Received: 11-Jul-2019 Published: 06-Aug-2019, DOI: 10.35248/2329-891X.19.7.328

Introduction

Of all the manifestations of infections, fever is the most common and most constant presentation by the human host. Undifferentiated fever is one of the challenges for diagnostic workup to doctors. Sentinel hospital-based studies, performed over a defined period of time, have proven useful to gather clinical and public health information in countries that lack resources for long term routine diagnostic technique [1]. Many laboratory setups are designed to diagnose the burden of endemic infectious disease with substantial importance.

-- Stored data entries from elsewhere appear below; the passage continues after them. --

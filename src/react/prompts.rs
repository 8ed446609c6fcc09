//! 提示词模板：推理循环、计划生成、失败反思、每步反思

use crate::core::Trace;

/// 推理循环的 system prompt：可用动作目录 + 调用格式
pub fn reasoning_system_prompt(catalogue: &str, action_schema: &str) -> String {
    format!(
        "You control a service robot. Complete the user's task by choosing one action at a time.\n\n\
        AVAILABLE ACTIONS:\n{catalogue}\n\
        RESPONSE FORMAT (follow exactly):\n\
        Thought: <what you need to do next and why>\n\
        Action: <exact action name from the list>\n\
        Action Input: <JSON object with the action arguments>\n\n\
        The system replies with an Observation. Repeat Thought/Action/Action Input as needed, then finish with:\n\
        Thought: <why the task is done>\n\
        Final Answer: <summary of what you did>\n\n\
        You may instead reply with one JSON object matching this schema:\n{action_schema}\n\
        or {{\"final_answer\": \"...\"}}.\n\n\
        RULES:\n\
        - Only use actions from the list; never invent actions or capabilities.\n\
        - If a location or person is unknown, say so explicitly in the Final Answer.\n\
        - Never write an Observation yourself."
    )
}

/// 任务消息：反思段落（若有）+ 任务描述
pub fn task_prompt(task: &str, reflections_context: &str) -> String {
    if reflections_context.is_empty() {
        format!("TASK: {task}\n\nBegin.")
    } else {
        format!("{reflections_context}\nTASK: {task}\n\nBegin.")
    }
}

/// 动作执行后喂回模型的观察
pub fn observation_prompt(observation: &str) -> String {
    format!("Observation: {observation}")
}

/// 计划生成的 system prompt：一次性给出完整有序步骤
pub fn planning_system_prompt(catalogue: &str) -> String {
    format!(
        "You are an expert planner for a service robot. Produce a complete step-by-step plan for the user's task.\n\n\
        AVAILABLE ACTIONS:\n{catalogue}\n\
        RESPONSE FORMAT: a single JSON object with a \"steps\" list. Each step has\n\
        - \"action\": the EXACT action name\n\
        - \"args\": an object with the EXACT argument names\n\n\
        Example:\n\
        {{\"steps\": [{{\"action\": \"go_to_place\", \"args\": {{\"location\": \"kitchen\"}}}}, \
        {{\"action\": \"talk\", \"args\": {{\"text\": \"Lunch is ready\"}}}}]}}\n\n\
        Do not invent actions or arguments. Reply with the JSON only."
    )
}

pub fn planning_user_prompt(task: &str) -> String {
    format!("Task: {task}")
}

/// 反思 prompt：失败尝试的步骤摘要与最终输出
pub fn reflection_prompt(
    task: &str,
    attempt: usize,
    trace: &Trace,
    final_output: &str,
    termination: &str,
) -> String {
    let steps = if trace.is_empty() {
        "No steps were executed.".to_string()
    } else {
        trace
            .steps()
            .iter()
            .map(|s| {
                format!(
                    "{}. [{}] {}({}) -> {}",
                    s.index,
                    if s.result.ok { "ok" } else { "failed" },
                    s.action_name,
                    serde_json::Value::Object(s.arguments.clone()),
                    s.result.observation
                )
            })
            .collect::<Vec<_>>()
            .join("\n")
    };
    let final_output = if final_output.is_empty() {
        "(no final answer)"
    } else {
        final_output
    };
    format!(
        "You are analysing the performance of a service robot.\n\n\
        ORIGINAL TASK:\n{task}\n\n\
        ATTEMPT #{attempt} - RESULT: FAILURE ({termination})\n\n\
        EXECUTED STEPS:\n{steps}\n\n\
        FINAL OUTPUT:\n{final_output}\n\n\
        Analyse what went wrong: wrong actions, wrong arguments, wrong order, ignored hints in observations.\n\
        Give a concise reflection (2-4 sentences) that helps the robot succeed on the next attempt.\n\n\
        REFLECTION:"
    )
}

/// 每步反思：只看刚执行的一步，要求一句话
pub fn step_reflection_prompt(task: &str, step: usize, action_call: &str, observation: &str) -> String {
    format!(
        "Briefly analyse the step the robot just executed and give one concise reflection (1 sentence).\n\n\
        Original task: {task}\n\
        Current step: {step}\n\
        Last action: {action_call}\n\
        Result: {observation}\n\n\
        Focus on whether the result was successful, what should happen next, and whether the strategy needs adjusting.\n\n\
        REFLECTION (1 sentence):"
    )
}
//! 反思记忆：每次失败尝试对应一条自然语言反思
//!
//! 作用域为单个任务运行：随 RunContext 创建，任务开始时清空，不跨任务、不跨并发运行共享。

use serde::{Deserialize, Serialize};

/// 有序的反思列表（第 i 条对应第 i 次失败尝试）
#[derive(Debug, Clone, Default, PartialEq, Eq, Serialize, Deserialize)]
pub struct ReflectionMemory {
    entries: Vec<String>,
}

impl ReflectionMemory {
    pub fn new() -> Self {
        Self::default()
    }

    pub fn push(&mut self, reflection: impl Into<String>) {
        self.entries.push(reflection.into());
    }

    pub fn entries(&self) -> &[String] {
        &self.entries
    }

    pub fn len(&self) -> usize {
        self.entries.len()
    }

    pub fn is_empty(&self) -> bool {
        self.entries.is_empty()
    }

    pub fn clear(&mut self) {
        self.entries.clear();
    }

    /// 拼入推理模型上下文的反思段落；无反思时返回空串
    pub fn to_context(&self) -> String {
        if self.entries.is_empty() {
            return String::new();
        }
        let mut out = String::from("--- REFLECTIONS FROM PREVIOUS ATTEMPTS ---\n");
        out.push_str("Learn from these past mistakes to improve your strategy:\n\n");
        for (i, reflection) in self.entries.iter().enumerate() {
            out.push_str(&format!("Attempt {}: {}\n\n", i + 1, reflection));
        }
        out.push_str("--- END REFLECTIONS ---\n");
        out
    }
}
//! LLM 层：客户端抽象与实现（OpenAI 兼容 / DeepSeek / Mock）

pub mod mock;
pub mod openai;
pub mod traits;

use std::sync::Arc;

pub use mock::MockLlmClient;
pub use openai::OpenAiClient;
pub use traits::{LlmClient, LlmResponse, TokenUsage};

use crate::config::LlmSection;
use crate::core::AgentError;

/// DeepSeek 走 OpenAI 兼容接口，只是地址、默认模型与密钥变量不同
const DEEPSEEK_BASE_URL: &str = "https://api.deepseek.com";
const DEEPSEEK_DEFAULT_MODEL: &str = "deepseek-chat";

/// 按顺序取第一个已设置的环境变量
fn api_key(vars: &[&str]) -> Option<String> {
    vars.iter().find_map(|v| std::env::var(v).ok())
}

/// 按 [llm] 配置创建客户端：mock / openai / deepseek
pub fn create_llm_from_config(cfg: &LlmSection) -> Result<Arc<dyn LlmClient>, AgentError> {
    match cfg.provider.to_lowercase().as_str() {
        "mock" => {
            tracing::warn!("Using Mock LLM (scripted fallback only)");
            Ok(Arc::new(MockLlmClient::new()))
        }
        "deepseek" => {
            let model = cfg.model.as_deref().unwrap_or(DEEPSEEK_DEFAULT_MODEL);
            let base_url = cfg.base_url.as_deref().unwrap_or(DEEPSEEK_BASE_URL);
            tracing::info!(model, base_url, "Using DeepSeek LLM");
            Ok(Arc::new(
                OpenAiClient::new(
                    Some(base_url),
                    model,
                    api_key(&["DEEPSEEK_API_KEY", "OPENAI_API_KEY"]).as_deref(),
                )
                .with_timeout(cfg.request_timeout_secs),
            ))
        }
        "openai" => {
            let model = cfg.model.as_deref().unwrap_or("gpt-4o-mini");
            tracing::info!("Using OpenAI LLM ({})", model);
            Ok(Arc::new(
                OpenAiClient::new(
                    cfg.base_url.as_deref(),
                    model,
                    api_key(&["OPENAI_API_KEY"]).as_deref(),
                )
                .with_timeout(cfg.request_timeout_secs),
            ))
        }
        other => Err(AgentError::ConfigError(format!(
            "unknown llm provider: {other}"
        ))),
    }
}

Hence the other emerging and reemerging febrile illness remain undefined unless there is an outbreak with significant morbidity and mortality burden [2]. A most common cause of the acute febrile illness is self-limiting viral fever however these patients are unlikely to be admitted as an inpatient in public referral centers where bed occupancy is almost 100%. Thus with this background, we intended to study the epidemiology and outcome of acute undifferentiated patients.

Objectives

To determine the etiologies and hospital-based outcome of inpatient acute febrile illness cases.

Methodology

It was a prospective observational study conducted from January 1 to December 31, 2013, conducted at BPKIHS. BPKIHS is a medical university with a 1000 bedded referral hospital. It receives patients from hills, mountain, and tropics of eastern Nepal and adjoining border area of Bihar, India. Considering a 15% prevalence of acute febrile inpatients with a 95% confidence interval and 95% power of study a sample size of 196 were calculated. Assuming 25% as a sampling error 245 patients were enrolled. Adult (>14 years) with fever for a duration of fewer than 2 weeks were included in the study. All healthcareassociated infections, traumatic infections, iatrogenic infections and noninfectious febrile cases like underlying autoimmune diseases or drug-induced fever were excluded. Patients with uncontrolled noncommunicable diseases like diabetes mellitus, chronic obstructive pulmonary disease, chronic liver disease, and chronic kidney disease were also excluded. The patient was diagnosed and treated as per the hospital protocol developed by Tropical and Infectious Disease Unit. The information regarding the patients was recorded in pilot-tested case record form maintaining patient confidentiality. At the end of the assessment, each case was classified as confirmatory diagnosed or clinically diagnosed or underdiagnosed. Confirmatory diagnosed was defined when an organism is established and that explains the illness. Clinically diagnosed as defined when history, examination and supportive laboratory test findings were coherent and contributory to the diagnosis. The undiagnosed case was defined either any cases that did not fit in confirmatory or clinical diagnosis or expired before diagnostic workup could. Hospital-based outcomes were measured as favorable for the clinical cure and unfavorable for the any among the referred or Left Against Medical Advised (LAMA) or expired cases. For descriptive statistics, percentage, proportion, ratio, mean, median, standard deviation are applied. For inferential statistics, chi-square and t-test are applied to find out the significant differences between clinical features, examination finding, and laboratory findings.

Results

There were 4669 inpatients admitted in the year 2013 out of which 12% (557) were an acute febrile illness. The average hospital stay of this AFI patient was 7.2 days (SD 2.3) whereas the average stay of overall inpatient was 5.7 days (SD 3.1) (pvalue< 0.0001). The burden of febrile patients was maximum during the hot and humid climate (Figure 1).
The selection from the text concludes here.